What the task asks
Only one stretch of the records below should be repeated. It starts with the line containing "Hash, Deserialize, Serialize)]" and goes on through the line containing "filename src/tests/integration.rs", exactly as written.

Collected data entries
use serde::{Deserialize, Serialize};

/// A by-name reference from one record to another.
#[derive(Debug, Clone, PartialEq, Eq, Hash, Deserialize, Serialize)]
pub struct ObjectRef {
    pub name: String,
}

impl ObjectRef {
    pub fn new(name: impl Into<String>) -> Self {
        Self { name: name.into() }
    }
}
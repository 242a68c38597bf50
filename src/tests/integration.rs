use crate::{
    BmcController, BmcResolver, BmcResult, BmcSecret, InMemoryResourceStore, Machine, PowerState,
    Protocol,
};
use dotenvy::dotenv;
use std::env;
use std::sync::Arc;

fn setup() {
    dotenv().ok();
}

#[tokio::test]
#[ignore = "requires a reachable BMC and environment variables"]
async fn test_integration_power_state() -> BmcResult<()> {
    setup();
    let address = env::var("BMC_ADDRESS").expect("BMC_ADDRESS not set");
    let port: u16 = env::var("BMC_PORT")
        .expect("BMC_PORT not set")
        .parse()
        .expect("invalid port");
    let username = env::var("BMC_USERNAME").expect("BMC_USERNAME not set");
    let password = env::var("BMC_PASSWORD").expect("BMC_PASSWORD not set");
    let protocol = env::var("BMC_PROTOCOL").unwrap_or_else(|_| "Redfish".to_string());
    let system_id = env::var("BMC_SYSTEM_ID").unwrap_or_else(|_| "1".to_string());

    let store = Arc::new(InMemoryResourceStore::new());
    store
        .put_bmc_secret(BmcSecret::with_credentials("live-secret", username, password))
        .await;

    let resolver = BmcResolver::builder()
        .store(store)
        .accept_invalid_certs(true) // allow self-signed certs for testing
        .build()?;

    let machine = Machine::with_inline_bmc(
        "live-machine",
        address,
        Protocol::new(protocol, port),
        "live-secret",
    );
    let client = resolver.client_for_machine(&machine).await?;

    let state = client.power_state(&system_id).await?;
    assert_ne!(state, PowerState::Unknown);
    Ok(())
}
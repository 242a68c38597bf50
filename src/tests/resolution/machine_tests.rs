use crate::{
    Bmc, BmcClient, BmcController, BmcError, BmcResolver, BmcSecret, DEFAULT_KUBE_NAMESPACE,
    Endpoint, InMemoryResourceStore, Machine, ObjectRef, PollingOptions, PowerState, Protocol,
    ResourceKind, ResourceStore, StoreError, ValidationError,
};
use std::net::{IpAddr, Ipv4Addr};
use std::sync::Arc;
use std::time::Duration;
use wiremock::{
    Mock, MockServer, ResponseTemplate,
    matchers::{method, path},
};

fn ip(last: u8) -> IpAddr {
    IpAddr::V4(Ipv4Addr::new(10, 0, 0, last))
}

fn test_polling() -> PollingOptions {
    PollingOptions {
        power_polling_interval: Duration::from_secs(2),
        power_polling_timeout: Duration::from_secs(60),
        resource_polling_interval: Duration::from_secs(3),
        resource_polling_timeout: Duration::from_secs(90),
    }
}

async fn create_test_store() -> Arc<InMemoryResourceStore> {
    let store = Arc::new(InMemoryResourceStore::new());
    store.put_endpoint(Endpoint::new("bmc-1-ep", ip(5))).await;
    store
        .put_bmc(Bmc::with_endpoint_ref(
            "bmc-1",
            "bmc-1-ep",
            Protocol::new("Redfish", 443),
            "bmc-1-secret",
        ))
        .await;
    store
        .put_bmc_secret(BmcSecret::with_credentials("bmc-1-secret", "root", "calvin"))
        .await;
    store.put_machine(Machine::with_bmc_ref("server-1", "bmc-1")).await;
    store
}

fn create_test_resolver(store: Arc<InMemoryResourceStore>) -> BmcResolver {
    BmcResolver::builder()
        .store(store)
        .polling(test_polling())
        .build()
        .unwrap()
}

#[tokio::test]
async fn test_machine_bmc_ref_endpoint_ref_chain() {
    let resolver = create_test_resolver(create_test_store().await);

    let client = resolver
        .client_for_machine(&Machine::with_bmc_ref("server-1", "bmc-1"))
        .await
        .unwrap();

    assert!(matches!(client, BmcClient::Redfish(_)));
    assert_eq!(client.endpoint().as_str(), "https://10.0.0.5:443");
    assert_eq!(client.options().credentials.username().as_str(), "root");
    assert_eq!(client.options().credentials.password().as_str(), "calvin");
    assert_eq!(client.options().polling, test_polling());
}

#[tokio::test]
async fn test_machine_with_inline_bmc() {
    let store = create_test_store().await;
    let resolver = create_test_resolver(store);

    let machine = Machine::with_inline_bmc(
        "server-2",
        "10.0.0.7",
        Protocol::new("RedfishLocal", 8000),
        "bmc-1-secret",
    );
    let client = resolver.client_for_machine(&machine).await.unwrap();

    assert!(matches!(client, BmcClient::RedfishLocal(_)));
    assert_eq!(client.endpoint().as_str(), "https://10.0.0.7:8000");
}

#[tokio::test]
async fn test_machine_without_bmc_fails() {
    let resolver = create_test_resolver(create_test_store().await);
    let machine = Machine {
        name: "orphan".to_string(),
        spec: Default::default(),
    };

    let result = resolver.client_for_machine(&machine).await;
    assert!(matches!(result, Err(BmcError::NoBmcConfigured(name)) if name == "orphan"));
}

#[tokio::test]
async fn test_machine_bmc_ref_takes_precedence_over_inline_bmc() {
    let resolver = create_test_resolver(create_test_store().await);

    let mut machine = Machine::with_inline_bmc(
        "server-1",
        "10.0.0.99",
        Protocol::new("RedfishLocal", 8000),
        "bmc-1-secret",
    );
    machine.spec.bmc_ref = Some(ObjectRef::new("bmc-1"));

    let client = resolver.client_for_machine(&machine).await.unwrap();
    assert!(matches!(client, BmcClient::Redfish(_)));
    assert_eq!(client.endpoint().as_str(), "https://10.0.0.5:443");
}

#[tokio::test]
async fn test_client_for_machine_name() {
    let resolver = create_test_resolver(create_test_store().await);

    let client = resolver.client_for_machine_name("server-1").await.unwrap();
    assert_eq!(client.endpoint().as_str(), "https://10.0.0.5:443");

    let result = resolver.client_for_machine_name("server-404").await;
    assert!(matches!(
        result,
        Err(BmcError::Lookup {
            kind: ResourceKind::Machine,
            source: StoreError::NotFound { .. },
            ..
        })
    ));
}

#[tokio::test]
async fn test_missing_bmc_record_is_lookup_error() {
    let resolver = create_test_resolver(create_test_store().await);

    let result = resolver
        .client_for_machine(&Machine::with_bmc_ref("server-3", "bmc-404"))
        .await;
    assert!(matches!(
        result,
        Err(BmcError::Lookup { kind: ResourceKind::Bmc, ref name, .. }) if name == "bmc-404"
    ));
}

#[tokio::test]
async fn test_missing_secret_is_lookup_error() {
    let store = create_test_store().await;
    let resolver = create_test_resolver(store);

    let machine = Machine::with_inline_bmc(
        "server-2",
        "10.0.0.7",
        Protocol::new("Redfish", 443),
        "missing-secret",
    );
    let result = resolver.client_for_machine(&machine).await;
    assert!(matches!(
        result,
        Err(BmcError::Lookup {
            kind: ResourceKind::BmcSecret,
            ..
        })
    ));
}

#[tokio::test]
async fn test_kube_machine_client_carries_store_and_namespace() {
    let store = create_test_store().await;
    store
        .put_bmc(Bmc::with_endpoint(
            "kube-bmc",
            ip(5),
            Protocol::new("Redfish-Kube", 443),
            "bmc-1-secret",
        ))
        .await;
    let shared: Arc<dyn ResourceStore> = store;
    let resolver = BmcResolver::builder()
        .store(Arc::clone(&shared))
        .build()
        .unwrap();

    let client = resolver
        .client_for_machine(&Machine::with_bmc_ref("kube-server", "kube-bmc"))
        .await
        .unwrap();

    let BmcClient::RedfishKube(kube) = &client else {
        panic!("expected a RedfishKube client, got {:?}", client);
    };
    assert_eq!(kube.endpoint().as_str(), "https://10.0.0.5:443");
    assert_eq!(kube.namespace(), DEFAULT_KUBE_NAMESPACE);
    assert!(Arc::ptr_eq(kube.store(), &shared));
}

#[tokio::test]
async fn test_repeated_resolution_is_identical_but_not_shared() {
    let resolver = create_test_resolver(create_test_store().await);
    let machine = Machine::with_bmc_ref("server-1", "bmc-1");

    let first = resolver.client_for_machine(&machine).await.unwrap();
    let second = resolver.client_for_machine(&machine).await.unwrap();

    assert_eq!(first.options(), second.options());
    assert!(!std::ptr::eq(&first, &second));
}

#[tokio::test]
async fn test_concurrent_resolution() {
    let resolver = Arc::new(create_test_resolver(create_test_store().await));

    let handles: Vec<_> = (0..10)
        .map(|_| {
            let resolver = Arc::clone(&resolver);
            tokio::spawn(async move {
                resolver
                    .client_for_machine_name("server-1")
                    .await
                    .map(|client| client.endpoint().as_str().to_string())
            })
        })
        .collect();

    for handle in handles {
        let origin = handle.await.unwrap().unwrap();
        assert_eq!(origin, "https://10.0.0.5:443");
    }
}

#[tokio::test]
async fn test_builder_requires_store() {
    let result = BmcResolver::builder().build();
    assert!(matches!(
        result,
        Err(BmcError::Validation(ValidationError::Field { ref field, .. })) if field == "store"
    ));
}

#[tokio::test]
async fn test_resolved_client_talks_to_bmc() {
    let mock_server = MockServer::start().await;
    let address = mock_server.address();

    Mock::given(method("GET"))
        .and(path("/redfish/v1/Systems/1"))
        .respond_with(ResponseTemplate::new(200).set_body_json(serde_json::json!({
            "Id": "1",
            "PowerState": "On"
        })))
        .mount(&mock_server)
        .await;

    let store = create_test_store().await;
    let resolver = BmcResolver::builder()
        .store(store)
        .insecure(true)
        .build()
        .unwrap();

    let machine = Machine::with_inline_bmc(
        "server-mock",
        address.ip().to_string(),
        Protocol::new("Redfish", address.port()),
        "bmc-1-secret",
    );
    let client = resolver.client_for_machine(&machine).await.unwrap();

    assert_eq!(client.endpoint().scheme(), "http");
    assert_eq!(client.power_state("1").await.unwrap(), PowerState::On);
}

Response area
#[derive(Debug, Clone, PartialEq, Eq, Hash, Deserialize, Serialize)]
pub struct ObjectRef {
    pub name: String,
}

impl ObjectRef {
    pub fn new(name: impl Into<String>) -> Self {
        Self { name: name.into() }
    }
}
repository 242a68c38597bf50
filename src/tests/integration.rs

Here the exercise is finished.